Right, it's all part of the game. And honestly, in the past few years, when a release has achieved universally positive reviews, it’s more likely than not that I haven’t personally connected with it. There's a lot of intellectualization with reviews, and a lot of forcefully developed opinions, and it's somewhat divorced from the very singular and alone experience of reading.
We're nearly out of time, so I'll let you go. But I'll ask one more: If you could go back in time to the Laura van den Berg pre-publication, what advice would you offer?
I would have told her to stop smoking and get more sleep and don’t eat doughnuts for dinner and like magic you will feel SO much better about everything.

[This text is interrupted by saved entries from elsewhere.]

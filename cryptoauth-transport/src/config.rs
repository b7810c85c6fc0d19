//! Bus configuration
//!
//! Describes which bus and address a secure element sits on and how to
//! talk to it. Boards typically build this in code or load it alongside
//! the rest of their configuration (enable the `serde` feature).

use cryptoauth_hal::I2cConfig;
#[cfg(feature = "serde")]
use serde::{Deserialize, Deserializer, Serialize};

/// Default 8-bit wire address of a factory-fresh device
pub const DEFAULT_SLAVE_ADDRESS: u8 = 0xC0;

/// Default bus clock (fast mode)
pub const DEFAULT_BAUD_RATE: u32 = I2cConfig::FAST.frequency;

/// Default wake recovery time in microseconds
pub const DEFAULT_WAKE_DELAY_US: u32 = 800;

/// Default number of receive attempts
pub const DEFAULT_RX_RETRIES: u8 = 20;

/// Physical interface the device is wired to
#[derive(Debug, Clone, Copy, PartialEq, Eq, Default)]
#[cfg_attr(feature = "defmt", derive(defmt::Format))]
#[cfg_attr(feature = "serde", derive(Serialize, Deserialize))]
pub enum InterfaceKind {
    #[default]
    I2c,
    /// Single-wire interface
    Swi,
    Uart,
    Spi,
}

/// Secure element family
#[derive(Debug, Clone, Copy, PartialEq, Eq, Default)]
#[cfg_attr(feature = "defmt", derive(defmt::Format))]
#[cfg_attr(feature = "serde", derive(Serialize, Deserialize))]
pub enum DeviceType {
    Atsha204a,
    Atecc108a,
    Atecc508a,
    #[default]
    Atecc608a,
    /// Revision signature did not match any known family
    Unknown,
}

/// Per-device bus configuration
///
/// `bus_index` is a reference into the [`BusRegistry`](crate::BusRegistry)
/// that is resolved on every call, never cached.
#[derive(Debug, Clone, PartialEq, Eq)]
#[cfg_attr(feature = "defmt", derive(defmt::Format))]
#[cfg_attr(feature = "serde", derive(Serialize, Deserialize))]
#[cfg_attr(feature = "serde", serde(default))]
pub struct BusConfig {
    /// Interface kind (only I2C is served by this transport)
    pub interface: InterfaceKind,
    /// Device family tag
    pub device_type: DeviceType,
    /// 8-bit wire address, stored with the read/write flag cleared
    #[cfg_attr(feature = "serde", serde(deserialize_with = "write_address"))]
    slave_address: u8,
    /// Index into the bus registry
    pub bus_index: u8,
    /// Bus clock in Hz
    pub baud_rate: u32,
    /// Wake recovery time in microseconds
    pub wake_delay_us: u32,
    /// Receive attempts before giving up (0 behaves as 1)
    pub rx_retries: u8,
}

#[cfg(feature = "serde")]
fn write_address<'de, D: Deserializer<'de>>(deserializer: D) -> Result<u8, D::Error> {
    u8::deserialize(deserializer).map(|address| address & !0x01)
}

impl Default for BusConfig {
    fn default() -> Self {
        Self {
            interface: InterfaceKind::I2c,
            device_type: DeviceType::Atecc608a,
            slave_address: DEFAULT_SLAVE_ADDRESS,
            bus_index: 0,
            baud_rate: DEFAULT_BAUD_RATE,
            wake_delay_us: DEFAULT_WAKE_DELAY_US,
            rx_retries: DEFAULT_RX_RETRIES,
        }
    }
}

impl BusConfig {
    /// Configuration for a device at a 7-bit address
    pub fn from_7bit_address(address: u8) -> Self {
        Self::default().with_slave_address(address << 1)
    }

    /// 8-bit write address (read/write flag cleared)
    pub fn slave_address(&self) -> u8 {
        self.slave_address & !0x01
    }

    /// 8-bit read address (read/write flag set)
    pub fn read_address(&self) -> u8 {
        self.slave_address() | 0x01
    }

    /// 7-bit device address
    pub fn address_7bit(&self) -> u8 {
        self.slave_address >> 1
    }

    pub fn with_slave_address(mut self, address: u8) -> Self {
        self.slave_address = address & !0x01;
        self
    }

    pub fn with_bus_index(mut self, bus_index: u8) -> Self {
        self.bus_index = bus_index;
        self
    }

    pub fn with_baud_rate(mut self, baud_rate: u32) -> Self {
        self.baud_rate = baud_rate;
        self
    }

    pub fn with_wake_delay_us(mut self, wake_delay_us: u32) -> Self {
        self.wake_delay_us = wake_delay_us;
        self
    }

    pub fn with_rx_retries(mut self, rx_retries: u8) -> Self {
        self.rx_retries = rx_retries;
        self
    }

    pub fn with_device_type(mut self, device_type: DeviceType) -> Self {
        self.device_type = device_type;
        self
    }

    pub fn with_interface(mut self, interface: InterfaceKind) -> Self {
        self.interface = interface;
        self
    }
}
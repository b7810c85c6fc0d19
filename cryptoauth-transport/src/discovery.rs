//! Device discovery
//!
//! Walks every valid 7-bit address on a bus, asks whatever answers for
//! its revision, and classifies the device family from the 4-byte
//! revision signature.

use cryptoauth_hal::{Delay, I2cMaster};
use heapless::Vec;

#[cfg(feature = "serde")]
use serde::{Deserialize, Serialize};

use crate::config::{BusConfig, DeviceType};
use crate::error::TransportError;
use crate::packet::{
    info_revision_request, revision, verify_crc, INFO_EXECUTION_TIME_MS, INFO_RSP_SIZE,
    REVISION_SIZE,
};
use crate::registry::BusRegistry;
use crate::transport::Transport;

/// Lowest 7-bit address probed
pub const FIRST_ADDRESS: u8 = 0x07;

/// Highest 7-bit address probed
pub const LAST_ADDRESS: u8 = 0x78;

/// Recovery time after each probed address
pub const SETTLE_DELAY_MS: u32 = 15;

/// Bus clock used while probing
pub const PROBE_BAUD_RATE: u32 = 400_000;

/// Wake recovery time used while probing
pub const PROBE_WAKE_DELAY_US: u32 = 800;

/// Receive attempts per probe
pub const PROBE_RX_RETRIES: u8 = 3;

type Signature = [u8; REVISION_SIZE];

/// Known revision signatures, checked in order
const SIGNATURES: [(DeviceType, &[Signature]); 4] = [
    (
        DeviceType::Atecc608a,
        &[[0x00, 0x00, 0x60, 0x01], [0x00, 0x00, 0x60, 0x02]],
    ),
    (DeviceType::Atecc508a, &[[0x00, 0x00, 0x50, 0x00]]),
    (
        DeviceType::Atsha204a,
        &[
            [0x00, 0x02, 0x00, 0x08],
            [0x00, 0x02, 0x00, 0x09],
            [0x00, 0x04, 0x05, 0x00],
        ],
    ),
    (DeviceType::Atecc108a, &[[0x80, 0x00, 0x10, 0x01]]),
];

/// A device found by [`discover_devices`]
#[derive(Debug, Clone, Copy, PartialEq, Eq)]
#[cfg_attr(feature = "defmt", derive(defmt::Format))]
#[cfg_attr(feature = "serde", derive(Serialize, Deserialize))]
pub struct DiscoveredDevice {
    pub bus_index: u8,
    /// 8-bit wire address
    pub slave_address: u8,
    pub device_type: DeviceType,
}

impl DiscoveredDevice {
    /// Configuration for talking to this device with the probe settings
    pub fn to_config(&self) -> BusConfig {
        probe_config(self.bus_index, self.slave_address >> 1).with_device_type(self.device_type)
    }
}

/// Map a revision signature to its device family
pub fn classify(signature: &Signature) -> DeviceType {
    SIGNATURES
        .iter()
        .find(|(_, known)| known.contains(signature))
        .map(|(device_type, _)| *device_type)
        .unwrap_or(DeviceType::Unknown)
}

/// Configuration used to probe one 7-bit address
pub fn probe_config(bus_index: u8, address: u8) -> BusConfig {
    BusConfig::from_7bit_address(address)
        .with_bus_index(bus_index)
        .with_device_type(DeviceType::Atecc508a)
        .with_baud_rate(PROBE_BAUD_RATE)
        .with_wake_delay_us(PROBE_WAKE_DELAY_US)
        .with_rx_retries(PROBE_RX_RETRIES)
}

/// Scan `bus_index` and append recognised devices to `found`
///
/// Addresses that do not answer, or answer with an unknown signature,
/// are skipped. The settle delay follows every probed address. The scan
/// ends early once `found` is full.
///
/// Returns the number of devices appended.
pub fn discover_devices<M, D, const N: usize, const R: usize>(
    registry: &mut BusRegistry<M, N>,
    delay: &mut D,
    bus_index: u8,
    found: &mut Vec<DiscoveredDevice, R>,
) -> Result<usize, TransportError>
where
    M: I2cMaster,
    D: Delay,
{
    registry.resolve(bus_index)?;

    let request = info_revision_request();
    let mut count = 0;

    for address in FIRST_ADDRESS..=LAST_ADDRESS {
        if found.is_full() {
            debug!("result table full, stopping at {:#x}", address);
            break;
        }

        let config = probe_config(bus_index, address);
        let slave_address = config.slave_address();
        match probe(registry, &mut *delay, config, &request) {
            Ok(DeviceType::Unknown) => {
                warn!("unrecognised revision at {:#x}", address);
            }
            Ok(device_type) => {
                info!("found {} at {:#x}", device_type, address);
                let device = DiscoveredDevice {
                    bus_index,
                    slave_address,
                    device_type,
                };
                if found.push(device).is_ok() {
                    count += 1;
                }
            }
            Err(e) => {
                trace!("no response at {:#x}: {}", address, e);
            }
        }

        delay.delay_ms(SETTLE_DELAY_MS);
    }

    Ok(count)
}

/// Run one revision exchange against `config`'s address
fn probe<M, D, const N: usize>(
    registry: &mut BusRegistry<M, N>,
    delay: D,
    config: BusConfig,
    request: &[u8],
) -> Result<DeviceType, TransportError>
where
    M: I2cMaster,
    D: Delay,
{
    let mut transport = Transport::new(registry, delay, config);
    transport.init()?;
    let response = transport.execute(request, INFO_EXECUTION_TIME_MS, INFO_RSP_SIZE);
    transport.release()?;

    let response = response?;
    if !verify_crc(&response) {
        return Err(TransportError::BadCrc);
    }
    let signature = revision(&response).ok_or(TransportError::InvalidSize)?;
    Ok(classify(&signature))
}
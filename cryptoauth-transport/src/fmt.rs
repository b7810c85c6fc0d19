//! Logging shims
//!
//! Forward to `defmt` when the feature is enabled, otherwise only borrow
//! the arguments so call sites compile identically.

#![allow(unused_macros)]

macro_rules! trace {
    ($s:literal $(, $x:expr)* $(,)?) => {{
        #[cfg(feature = "defmt")]
        ::defmt::trace!($s $(, $x)*);
        #[cfg(not(feature = "defmt"))]
        let _ = ($( & $x ),*);
    }};
}

macro_rules! debug {
    ($s:literal $(, $x:expr)* $(,)?) => {{
        #[cfg(feature = "defmt")]
        ::defmt::debug!($s $(, $x)*);
        #[cfg(not(feature = "defmt"))]
        let _ = ($( & $x ),*);
    }};
}

macro_rules! info {
    ($s:literal $(, $x:expr)* $(,)?) => {{
        #[cfg(feature = "defmt")]
        ::defmt::info!($s $(, $x)*);
        #[cfg(not(feature = "defmt"))]
        let _ = ($( & $x ),*);
    }};
}

macro_rules! warn {
    ($s:literal $(, $x:expr)* $(,)?) => {{
        #[cfg(feature = "defmt")]
        ::defmt::warn!($s $(, $x)*);
        #[cfg(not(feature = "defmt"))]
        let _ = ($( & $x ),*);
    }};
}

macro_rules! error {
    ($s:literal $(, $x:expr)* $(,)?) => {{
        #[cfg(feature = "defmt")]
        ::defmt::error!($s $(, $x)*);
        #[cfg(not(feature = "defmt"))]
        let _ = ($( & $x ),*);
    }};
}
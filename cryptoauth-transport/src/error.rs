//! Transport error type

use core::fmt;

/// Errors returned by transport and discovery operations
///
/// The bus is always left stopped before one of these is returned, so
/// every failure is recoverable with `release` and a fresh `init`/`wake`.
#[derive(Debug, Clone, Copy, PartialEq, Eq)]
#[cfg_attr(feature = "defmt", derive(defmt::Format))]
pub enum TransportError {
    /// Bus index outside the registry, non-I2C interface, or no adapter bound
    BusNotAvailable,
    /// Device did not acknowledge a write (send, idle, sleep)
    TxTimeout,
    /// Device did not acknowledge its read address
    CommFail,
    /// Declared frame length below the minimum response size
    InvalidSize,
    /// Declared frame length exceeds the receive capacity
    BufferTooSmall,
    /// No presence acknowledgement after the wake pulse
    Timeout,
    /// Wake frame did not match the wake token
    WakeFailed,
    /// Device reported a failed power-on self test while waking
    SelfTestFailed,
    /// Response checksum mismatch
    BadCrc,
}

impl TransportError {
    /// Whether a fresh receive attempt may clear this error
    ///
    /// Only an unacknowledged read address is transient: the device is
    /// still executing and not ready to answer yet.
    pub fn is_retryable(&self) -> bool {
        matches!(self, TransportError::CommFail)
    }
}

impl fmt::Display for TransportError {
    fn fmt(&self, f: &mut fmt::Formatter<'_>) -> fmt::Result {
        let msg = match self {
            TransportError::BusNotAvailable => "bus not available",
            TransportError::TxTimeout => "write not acknowledged",
            TransportError::CommFail => "read address not acknowledged",
            TransportError::InvalidSize => "response shorter than minimum frame",
            TransportError::BufferTooSmall => "response larger than receive buffer",
            TransportError::Timeout => "no presence ack after wake",
            TransportError::WakeFailed => "unexpected wake token",
            TransportError::SelfTestFailed => "device self test failed",
            TransportError::BadCrc => "response checksum mismatch",
        };
        f.write_str(msg)
    }
}

#[cfg(test)]
mod tests {
    use super::*;

    #[test]
    fn test_only_comm_fail_retries() {
        assert!(TransportError::CommFail.is_retryable());
        assert!(!TransportError::InvalidSize.is_retryable());
        assert!(!TransportError::BufferTooSmall.is_retryable());
        assert!(!TransportError::TxTimeout.is_retryable());
    }

    #[test]
    fn test_display() {
        assert_eq!(
            std::format!("{}", TransportError::BufferTooSmall),
            "response larger than receive buffer"
        );
    }
}
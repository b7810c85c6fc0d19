//! Transport state machine
//!
//! Drives one secure element through its power states and moves frames
//! to and from it:
//!
//! ```text
//! Uninitialized ──init──▶ Ready ──wake──▶ Awake ◀──wake── Idle / Asleep
//!                                           │
//!                                           ├──idle──▶ Idle
//!                                           └──sleep─▶ Asleep
//!
//! any state ──release──▶ Released ──init──▶ Ready
//! ```
//!
//! The bus index in the configuration is resolved against the registry
//! on every call. Every path that issues a start condition issues the
//! matching stop before returning.

use cryptoauth_hal::{Delay, I2cConfig, I2cMaster};
use heapless::Vec;

use crate::config::{BusConfig, InterfaceKind};
use crate::error::TransportError;
use crate::packet::{
    word_address, RSP_SIZE_MAX, RSP_SIZE_MIN, WAKE_RESPONSE_EXPECTED, WAKE_SELFTEST_FAILED,
};
use crate::registry::BusRegistry;
use crate::retry::{Attempt, RetryPolicy};

/// Bus clock used while generating the wake pulse
pub const WAKE_CLOCK: I2cConfig = I2cConfig::STANDARD;

/// Wake pulse clock in Hz
pub const WAKE_FREQUENCY_HZ: u32 = WAKE_CLOCK.frequency;

/// A received frame; `len()` equals the length byte the device declared
pub type Response = Vec<u8, RSP_SIZE_MAX>;

/// Transport lifecycle
#[derive(Debug, Clone, Copy, PartialEq, Eq)]
#[cfg_attr(feature = "defmt", derive(defmt::Format))]
pub enum TransportState {
    /// No adapter bound yet
    Uninitialized,
    /// Adapter bound and clocked, device state unknown
    Ready,
    /// Wake token verified
    Awake,
    /// Idle command acknowledged
    Idle,
    /// Sleep command acknowledged
    Asleep,
    /// Bus handed back
    Released,
}

impl TransportState {
    /// Check if an adapter is bound in this state
    pub fn is_bound(&self) -> bool {
        !matches!(self, TransportState::Uninitialized | TransportState::Released)
    }
}

/// I2C transport for one device
///
/// Holds the registry mutably for its whole lifetime, so no other
/// exchange can run on any registered bus concurrently.
pub struct Transport<'r, M, D, const N: usize> {
    registry: &'r mut BusRegistry<M, N>,
    delay: D,
    config: BusConfig,
    state: TransportState,
}

impl<'r, M: I2cMaster, D: Delay, const N: usize> Transport<'r, M, D, N> {
    /// Create an unbound transport; call [`init`](Self::init) before use
    pub fn new(registry: &'r mut BusRegistry<M, N>, delay: D, config: BusConfig) -> Self {
        Self {
            registry,
            delay,
            config,
            state: TransportState::Uninitialized,
        }
    }

    pub fn config(&self) -> &BusConfig {
        &self.config
    }

    pub fn state(&self) -> TransportState {
        self.state
    }

    /// Bind the configured bus and set its clock
    pub fn init(&mut self) -> Result<(), TransportError> {
        if self.config.interface != InterfaceKind::I2c {
            warn!("interface {} is not served by the I2C transport", self.config.interface);
            return Err(TransportError::BusNotAvailable);
        }

        let bus = self.registry.resolve(self.config.bus_index)?;
        bus.set_frequency(self.config.baud_rate);
        self.state = TransportState::Ready;

        debug!(
            "bus {} bound at {} Hz",
            self.config.bus_index, self.config.baud_rate
        );
        Ok(())
    }

    /// Wake the device and verify its wake token
    ///
    /// The pulse is a ping to address 0 at 100 kHz: nothing answers, but
    /// SDA is held low long enough to trip the wake circuit. After the
    /// recovery delay the real address is probed, then the 4-byte wake
    /// frame is read and compared.
    pub fn wake(&mut self) -> Result<(), TransportError> {
        self.ensure_bound()?;
        let bus = self.registry.resolve(self.config.bus_index)?;

        WAKE_CLOCK.apply(&mut *bus);
        // Address 0 never acknowledges; only the low SDA time matters
        let _ = bus.ping(0x00);
        bus.set_frequency(self.config.baud_rate);

        self.delay.delay_us(self.config.wake_delay_us);

        if !bus.ping(self.config.slave_address()) {
            debug!("no ack from {:#x} after wake", self.config.slave_address());
            return Err(TransportError::Timeout);
        }

        let frame = self.receive(RSP_SIZE_MIN)?;
        check_wake(&frame)?;

        self.state = TransportState::Awake;
        trace!("device {:#x} awake", self.config.slave_address());
        Ok(())
    }

    /// Send one command packet, prefixed with the command word address
    ///
    /// Not retried here; the device needs time to execute before a
    /// response exists, so retries live on the receive side.
    pub fn send(&mut self, data: &[u8]) -> Result<(), TransportError> {
        self.put(word_address::COMMAND, data)
    }

    /// Receive one length-prefixed frame of at most `max_len` bytes
    ///
    /// `max_len` is clamped to [`RSP_SIZE_MAX`]. Only an unacknowledged
    /// read address is retried; length violations fail on the spot.
    pub fn receive(&mut self, max_len: usize) -> Result<Response, TransportError> {
        self.ensure_bound()?;
        if max_len == 0 {
            return Err(TransportError::BufferTooSmall);
        }

        let max_len = max_len.min(RSP_SIZE_MAX);
        let address = self.config.read_address();
        let policy = RetryPolicy::from_rx_retries(self.config.rx_retries);
        let bus = self.registry.resolve(self.config.bus_index)?;

        let result = policy.run(|_| read_frame(&mut *bus, address, max_len));
        if let Err(e) = &result {
            debug!("receive from {:#x} failed: {}", address, e);
        }
        result
    }

    /// Move the device to idle (RAM kept, fast wake)
    pub fn idle(&mut self) -> Result<(), TransportError> {
        self.put(word_address::IDLE, &[])?;
        self.state = TransportState::Idle;
        Ok(())
    }

    /// Move the device to sleep (needs a full wake afterwards)
    pub fn sleep(&mut self) -> Result<(), TransportError> {
        self.put(word_address::SLEEP, &[])?;
        self.state = TransportState::Asleep;
        Ok(())
    }

    /// Hand the bus back
    ///
    /// Idempotent and infallible; `init` binds the bus again.
    pub fn release(&mut self) -> Result<(), TransportError> {
        if self.state != TransportState::Released {
            trace!("bus {} released", self.config.bus_index);
        }
        self.state = TransportState::Released;
        Ok(())
    }

    /// Full command exchange: wake, send, wait, receive, idle
    ///
    /// The device is sent to idle whether or not the exchange succeeded.
    /// The first error wins.
    pub fn execute(
        &mut self,
        command: &[u8],
        execution_time_ms: u32,
        max_len: usize,
    ) -> Result<Response, TransportError> {
        let exchanged = self.wake().and_then(|()| {
            self.send(command)?;
            self.delay.delay_ms(execution_time_ms);
            self.receive(max_len)
        });
        let idled = self.idle();

        let response = exchanged?;
        idled?;
        Ok(response)
    }

    fn put(&mut self, prefix: u8, data: &[u8]) -> Result<(), TransportError> {
        self.ensure_bound()?;
        let address = self.config.slave_address();
        let bus = self.registry.resolve(self.config.bus_index)?;

        if bus.put(address, prefix, data) {
            Ok(())
        } else {
            debug!("write {:#x} to {:#x} not acknowledged", prefix, address);
            Err(TransportError::TxTimeout)
        }
    }

    fn ensure_bound(&self) -> Result<(), TransportError> {
        if self.state.is_bound() {
            Ok(())
        } else {
            Err(TransportError::BusNotAvailable)
        }
    }
}

/// One start/address/read/stop cycle
fn read_frame<M: I2cMaster>(bus: &mut M, read_address: u8, max_len: usize) -> Attempt<Response> {
    bus.start();
    if !bus.send_byte(read_address) {
        bus.stop();
        return Attempt::Retryable(TransportError::CommFail);
    }

    let declared = usize::from(bus.read_byte(true));
    if declared < RSP_SIZE_MIN {
        bus.stop();
        return Attempt::Fatal(TransportError::InvalidSize);
    }
    if declared > max_len {
        bus.stop();
        warn!("cannot receive {} bytes into {}", declared, max_len);
        return Attempt::Fatal(TransportError::BufferTooSmall);
    }

    let mut buffer = [0u8; RSP_SIZE_MAX];
    buffer[0] = declared as u8;
    for (i, byte) in buffer.iter_mut().enumerate().take(declared).skip(1) {
        // Final byte is not acknowledged to end the transfer
        *byte = bus.read_byte(i + 1 < declared);
    }
    bus.stop();

    match Response::from_slice(&buffer[..declared]) {
        Ok(frame) => Attempt::Success(frame),
        Err(()) => Attempt::Fatal(TransportError::BufferTooSmall),
    }
}

fn check_wake(frame: &[u8]) -> Result<(), TransportError> {
    if frame == WAKE_RESPONSE_EXPECTED {
        Ok(())
    } else if frame == WAKE_SELFTEST_FAILED {
        error!("device self test failed");
        Err(TransportError::SelfTestFailed)
    } else {
        Err(TransportError::WakeFailed)
    }
}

Apart for that, two things.
First, a part of me always has, and probably always will, feel fraudulent (this is nothing special and common among writers and a powerful feeling nevertheless). As a younger writer, instead sitting with criticism and releasing what was not for me and absorbing what was, I was tempted to see criticism as confirmation of my fraudulence and praise as a shard of hope that maybe I was not so fraudulent after all. In other words, I was far too dependent on external opinion. The worst things critics have ever said about my work pale in comparison to the worst things I’ve said to myself, and that internal voice is the one I need to worry about reckoning with.
Second, I think some of the “weird feelings” that authors have around publication, regardless of the reception, is that no amount of praise for a book can give you back the time, and the life, it took from you to write it. So don’t expect a book to do that. Let the book make its way in the world. You finished it. You did your part. Now it is beautiful outside and even if it is not beautiful outside one day the days will run out. Go walk the dog.
My younger self needed a lot of help, but I think I'll stop there. She wouldn't have listened anyway.
Thanks so much for your time Laura, and your wonderful words.
Thank you, Andrew! I feel a bit like I've gone to therapy only it was free.